We would like to complete our description of SOAPdenovo2 commands and get into more interesting topics, such as how good the quality of the assembly is. Before we get there, here are the last two steps of assembly -
./SOAPdenovo-63mer-v2.04.3 map -s config_file -g outPG -p 32
The above command maps the reads back on to the assembled contigs. The command needs at least two parameters – name of the configuration file and prefix for the graph. In addition, we gave it the number of processors (‘-p 32′) to speed up the run. All parameters were explained in our previous commentaries here and here.
The map command took several hours to run, and produced four output files.
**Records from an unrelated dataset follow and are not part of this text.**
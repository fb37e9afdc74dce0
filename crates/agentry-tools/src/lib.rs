//! The tool trait, registry, and dependency-ordered bounded-parallel
//! executor (spec §4.7), plus three reference tool bodies (shell, file,
//! web) used as the executor's concrete callables.

pub mod builtins;
pub mod executor;
pub mod registry;

pub use executor::{Executor, ExecutorConfig};
pub use registry::{Tool, ToolRegistry};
outPG.readInGap.gz – very large file containing information about the reads that mapped in the gaps between contigs.
outPG.readOnContig.gz – very large file containing information about the reads that mapped onto gap.
outPG.newContigIndex – a text file containing some kind of index.
outPG.peGrads – a tiny file with some kind of statistical information on the mate pair sizes.
./SOAPdenovo-63mer-v2.04.3 scaff -g outPG -p 32
The above command completed the assembly by utilizing longer mate pair reads and joining contigs into scaffolds. The process of building up of contigs (‘SOAPdenovo contig’) did not use mate pairs, because we did not give that option in our config file.
This step took about an hour and produced a number of output files. At this point, we cared about one and only one file, and its name is shown at the bottom.
outPG.asm, outPG.bubbleInScaff,outPG.contig4asm, outPG.contigPosInscaff
outPG.gapSeq, outPG.links,outPG.scaf_gap, outPG.scafSeq, outPG.scafStatistics
outPG.scaf – The final assembly.